But while we liberals, progressives, and other left-leaning folk were busy pulse-checking Nate Silver and following Rachel Maddow like frantic groupies, convinced the sheer lunacy and daily drip of disqualifying factors surrounding the GOP candidate were sure to keep him from the White House, the poison of a campaign corrupted by myriad influences, including our former Cold War opponents, had already been administered; we just didn't know until it was too late for the antidote.
So now we stand with our families, our children, the huddled masses yearning to breathe free, and the question becomes: WHAT DO WE DO ABOUT IT?
We want to look away, ignore the insanity; shut the spigot of endless sensationalism, the idiotic prattling, the tedious, terrifying political posturing, to simply get on with our lives, rebuild our sense of civic stability; focus on the positive activism of people of conscience and compassion. But we can't look away; we can't afford to ignore the large, lumbering elephant soon to be sitting in the middle of the Oval Office. In fact, we must not only keep paying attention; we must keep paying attention with vigilance.
I see the daily posts of outraged citizens, politicians, pundits, cable talkshow hosts, opinion writers, and investigative journalists, all sharing and shouting not only about the latest malfeasance, but asking why NOTHING IS BEING DONE ABOUT IT. How many times have you heard someone remark: "If Hillary Clinton, Bill Clinton, or — fill in the blank with any name you can possibly think of — did that, they'd be impeached, arrested, banished, imprisoned, drawn and quartered; charged with treason, but NOTHING HAPPENS TO DONALD TRUMP... WHY?" It's a fair question which I, too, would like answered.
Because how we can teach our children, our growing teens and young adults, to become civically active, to aspire to greatness and reach for the highest ideals, while daily they're bombarded by the murk and corruption of our incoming leadership?
WE CAN'T. Because we will not have that kind of leadership after January 20th. The moment Trump is sworn into office we will lose the perk of having a president, a leader, a representative who is admirable, sharp, dignified, and inspiring. We will, instead, have a man in the Oval Office who is generally the opposite of what we want our children, our teens, our young adults — hell, our damn peers — to aspire to. And while that is a tragic and dispiriting legacy of Election 2016, we are each and every one of us capable of transcending and resisting it. How?
By being better Americans than the incoming president:
  • By being better people, better leaders; better teachers, mentors, inspirers, and creators, embodying exactly the kind of people we want our children to be.
  • By being industry leaders and innovators who conduct business with respect, integrity, and unassailable ethics.
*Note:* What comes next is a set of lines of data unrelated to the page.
//! Static site generator with AsciiDoc support.
//!
//! [`StaticBuilder`] builds a documentation site from a docs directory and
//! drives [`Plugin`] hooks at each stage. [`AsciiDocPlugin`] hooks in to
//! render `.adoc` pages through Asciidoctor.

pub mod asciidoc;
pub mod assets;
pub mod builder;
pub mod files;
pub mod hooks;
pub mod templates;

pub use asciidoc::{AsciiDocOptions, AsciiDocPlugin};
pub use builder::{BuildConfig, BuildError, BuildResult, StaticBuilder};
pub use files::{page_destination, FileKind, Files, SiteFile};
pub use hooks::{Page, Plugin, PluginError};
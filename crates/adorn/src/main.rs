//! Adorn CLI - AsciiDoc documentation site generator.

use std::path::PathBuf;

use anyhow::Result;
use clap::{Parser, Subcommand};
use tracing_subscriber::{fmt, EnvFilter};

mod commands;

#[derive(Parser)]
#[command(name = "adorn")]
#[command(about = "AsciiDoc documentation site generator")]
#[command(version)]
pub struct Cli {
    #[command(subcommand)]
    command: Commands,

    /// Path to adorn.toml config file
    #[arg(short, long, default_value = "adorn.toml")]
    config: PathBuf,

    /// Enable verbose output
    #[arg(short, long)]
    verbose: bool,
}

#[derive(Subcommand)]
enum Commands {
    /// Initialize documentation in current project
    Init {
        /// Overwrite existing files
        #[arg(short, long)]
        yes: bool,
    },

    /// Build static documentation site
    Build {
        /// Output directory (defaults to config or "site")
        #[arg(short, long)]
        output: Option<PathBuf>,
    },
}

fn main() -> Result<()> {
    let cli = Cli::parse();

    // Initialize logging
    let filter = if cli.verbose {
        EnvFilter::new("debug")
    } else {
        EnvFilter::new("info")
    };

    fmt().with_env_filter(filter).with_target(false).init();

    // Execute command
    match cli.command {
        Commands::Init { yes } => {
            commands::init::run(&cli.config, yes)?;
        }
        Commands::Build { output } => {
            commands::build::run(&cli.config, output)?;
        }
    }

    Ok(())
}
//! Renderer configuration.

use std::collections::BTreeMap;
use std::fmt;
use std::path::PathBuf;

use serde::Deserialize;

/// Asciidoctor safe mode, restricting what a document may read or include.
#[derive(Debug, Clone, Copy, PartialEq, Eq, Default, Deserialize)]
#[serde(rename_all = "lowercase")]
pub enum SafeMode {
    Unsafe,
    #[default]
    Safe,
    Server,
    Secure,
}

impl SafeMode {
    /// The value passed to `-S`.
    pub fn as_str(self) -> &'static str {
        match self {
            SafeMode::Unsafe => "unsafe",
            SafeMode::Safe => "safe",
            SafeMode::Server => "server",
            SafeMode::Secure => "secure",
        }
    }
}

impl fmt::Display for SafeMode {
    fn fmt(&self, f: &mut fmt::Formatter<'_>) -> fmt::Result {
        f.write_str(self.as_str())
    }
}

/// Resolved settings for invoking the renderer.
#[derive(Debug, Clone)]
pub struct RenderConfig {
    /// Executable name or path (bare names are looked up on `PATH`)
    pub command: String,

    /// Safe mode passed with `-S`
    pub safe_mode: SafeMode,

    /// Base directory for includes and relative paths, passed with `-B`
    pub base_dir: PathBuf,

    /// Document attributes, each passed as `-a key=value`
    pub attributes: BTreeMap<String, String>,

    /// Ruby libraries to load, each passed with `-r`
    pub requires: Vec<String>,

    /// Abort the build on render failure instead of emitting a placeholder
    pub fail_on_error: bool,

    /// Pass `--trace` for backtraces on renderer errors
    pub trace: bool,
}

impl Default for RenderConfig {
    fn default() -> Self {
        Self {
            command: "asciidoctor".to_string(),
            safe_mode: SafeMode::default(),
            base_dir: PathBuf::from("docs"),
            attributes: BTreeMap::new(),
            requires: Vec::new(),
            fail_on_error: true,
            trace: false,
        }
    }
}

#[cfg(test)]
mod tests {
    use super::*;

    #[test]
    fn displays_flag_values() {
        assert_eq!(SafeMode::Unsafe.to_string(), "unsafe");
        assert_eq!(SafeMode::Secure.as_str(), "secure");
        assert_eq!(SafeMode::default(), SafeMode::Safe);
    }

    #[test]
    fn defaults_fail_fast() {
        let config = RenderConfig::default();
        assert_eq!(config.command, "asciidoctor");
        assert!(config.fail_on_error);
        assert!(!config.trace);
    }
}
  • By opening our minds and hearts to learn and absorb new facts and verified truths — not propaganda, not biased misinformation — about people, cultures, ethnicities, religions, and orientations that are "different" and unfamiliar.
  • By extending the compassion and understanding garnered from the above to treat people better, to seek new ways to help, find effective steps toward tangible solutions.
  • By shaking off fixed notions about what sexism is, gaining greater understanding of how it pervades and influences; adjusting our thinking to realize and implement respectful, honorable, and gender-equality behaviors and attitudes towards women.
  • By teaching and exemplifying decorous, respectful, civil, and productive discussion skills, for both virtual and tangible conversation and debate. Trollism has had a deleterious effect on our culture and, unfortunately, the new president is the King of Trolls. Let's change the trend and raise the bar.
  • By realizing that "politically correct" actually means being sensitive and aware of evolving culture, mores, ideas, and attitudes, and adjusting according. That rejecting the notion of "politically correct" is most often the tool of those who traffick in bigotry, hate, racism, sexism, trollism, and verbal abuse.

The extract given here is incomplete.